In Ashcroft v. Iqbal, 556 U.S. 662, 129 S. Ct. 1937, 173 L.Ed.2d 868 (2009), the Supreme Court explained that a complaint need not contain detailed factual allegations, "but it demands more than an unadorned, the-defendant-unlawfully-harmed-me accusation. A pleading that offers labels and conclusions or a formulaic recitation of the elements of a cause of action will not do. Nor does a complaint suffice if it tenders naked assertions devoid of further factual enhancement." Id. at 1949 (internal citations and quotations omitted). "[W]here the well-pleaded facts do not permit the court to infer more than the mere possibility of misconduct, the complaint has alleged - but it has not 'show[n]' - 'that the plaintiff is entitled to relief.'" Id. at 1950 (quoting Fed. R. Civ. P. 8(a)(2)).

III. Analysis
A. Claims asserted by SAE

The School Board argues that SAE has failed to state any claims against it and cannot do so. The School Board asserts that the only connection alleged between SAE and the instant dispute is that SAE agreed to indemnify International Fidelity in connection with the protest bond obtained by Southern Atlantic and that SAE has not included any allegations in the First Amended Complaint that would support a finding of liability in its favor. In response, SAE challenges these assertions only in regard to Count IV, the indemnity count.3 Accordingly, the Court finds that the remaining four counts should be dismissed with prejudice as to SAE.

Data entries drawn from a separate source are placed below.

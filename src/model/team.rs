use chrono::NaiveDate;
use serde::Serialize;

use super::Stat;

/// Number of period columns in a line score: 4 quarters plus up to 5
/// overtimes. Shorter games are padded with empty values.
pub const LINE_SCORE_PERIODS: usize = 9;

/// Per-period scoring breakdown for one team, final total last.
#[derive(Debug, Clone, PartialEq, Eq, Serialize)]
pub struct LineScore {
    /// Fixed-width period scores: Q1-Q4 then OT1-OT5, empty when not played.
    pub periods: Vec<String>,
    /// Final score of the game.
    pub total: String,
}

impl LineScore {
    /// Build from the raw period scores of one line-score row, total last.
    pub fn from_scores(scores: &[String]) -> Option<Self> {
        let (total, periods) = scores.split_last()?;
        let mut periods = periods.to_vec();
        periods.resize(LINE_SCORE_PERIODS, String::new());
        Some(Self {
            periods,
            total: total.clone(),
        })
    }

    pub fn column_names() -> Vec<String> {
        let mut names: Vec<String> = (1..=4).map(|q| format!("{q}Q")).collect();
        names.extend((1..=5).map(|ot| format!("OT{ot}")));
        names.push("F".to_string());
        names
    }

    fn values(&self) -> Vec<String> {
        let mut values = self.periods.clone();
        values.push(self.total.clone());
        values
    }
}

/// One team's aggregate line for one game.
#[derive(Debug, Clone, PartialEq, Eq, Serialize)]
pub struct TeamRow {
    /// 3-letter team code from the box-score table id.
    pub team: String,
    /// Full team name, when the code is known to the team directory.
    pub team_name: String,
    pub is_home: bool,
    /// Scoring breakdown; absent when the page carries no line-score table.
    pub line_score: Option<LineScore>,
    pub stats: Vec<Stat>,
}

impl TeamRow {
    /// Column names for this row, identity fields first, `game_date` last.
    pub fn columns(&self) -> Vec<String> {
        let mut columns = vec![
            "team".to_string(),
            "team_name".to_string(),
            "home_team_ind".to_string(),
        ];
        columns.extend(LineScore::column_names());
        columns.extend(self.stats.iter().map(|s| s.key.clone()));
        columns.push("game_date".to_string());
        columns
    }

    /// Values in the same order as [`TeamRow::columns`].
    pub fn values(&self, game_date: NaiveDate) -> Vec<String> {
        let mut values = vec![
            self.team.clone(),
            self.team_name.clone(),
            self.is_home.to_string(),
        ];
        match &self.line_score {
            Some(line) => values.extend(line.values()),
            None => values.extend(std::iter::repeat_n(String::new(), LINE_SCORE_PERIODS + 1)),
        }
        values.extend(self.stats.iter().map(|s| s.value.clone()));
        values.push(game_date.to_string());
        values
    }
}

#[cfg(test)]
mod tests {
    use super::*;

    #[test]
    fn line_score_pads_regulation_games_to_fixed_width() {
        let scores: Vec<String> = ["25", "30", "28", "27", "110"]
            .iter()
            .map(|s| s.to_string())
            .collect();
        let line = LineScore::from_scores(&scores).unwrap();
        assert_eq!(line.periods.len(), LINE_SCORE_PERIODS);
        assert_eq!(&line.periods[..4], &scores[..4]);
        assert!(line.periods[4..].iter().all(|p| p.is_empty()));
        assert_eq!(line.total, "110");
    }

    #[test]
    fn line_score_keeps_overtime_periods() {
        let scores: Vec<String> = ["25", "30", "28", "27", "12", "122"]
            .iter()
            .map(|s| s.to_string())
            .collect();
        let line = LineScore::from_scores(&scores).unwrap();
        assert_eq!(line.periods[4], "12");
        assert!(line.periods[5..].iter().all(|p| p.is_empty()));
        assert_eq!(line.total, "122");
    }
}
mod common;
mod dataset;
mod game;
mod player;
mod team;

pub use common::*;
pub use dataset::*;
pub use game::*;
pub use player::*;
pub use team::*;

In Count IV, SAE (along with Southern Atlantic) seeks indemnification from the School Board "for the damages they incurred in defending the Bond Action, indemnifying [International Fidelity], and in pursuing this Action - all of which include, but are not limited to, a substantial amount of attorneys' fees and costs." (FAC at 14). In its response to the motion to dismiss, however, SAE does not attempt to justify its entitlement to indemnification for any damages it incurred in defending the Bond Action or in bringing this suit.

SAE does allege in Count IV that it was sued, pursuant to the indemnity agreement, by International Fidelity, which sought to recover costs and fees expended in defending Wharton-Smith's claim against the Bond.4 SAE argues that it is "a contractual indemnitor with vicarious or derivative liability to IFIC" and therefore it may seek common law indemnity from the School Board "since the School Board is responsible for the wrong that caused injury to IFIC." (Doc. 13 at 6).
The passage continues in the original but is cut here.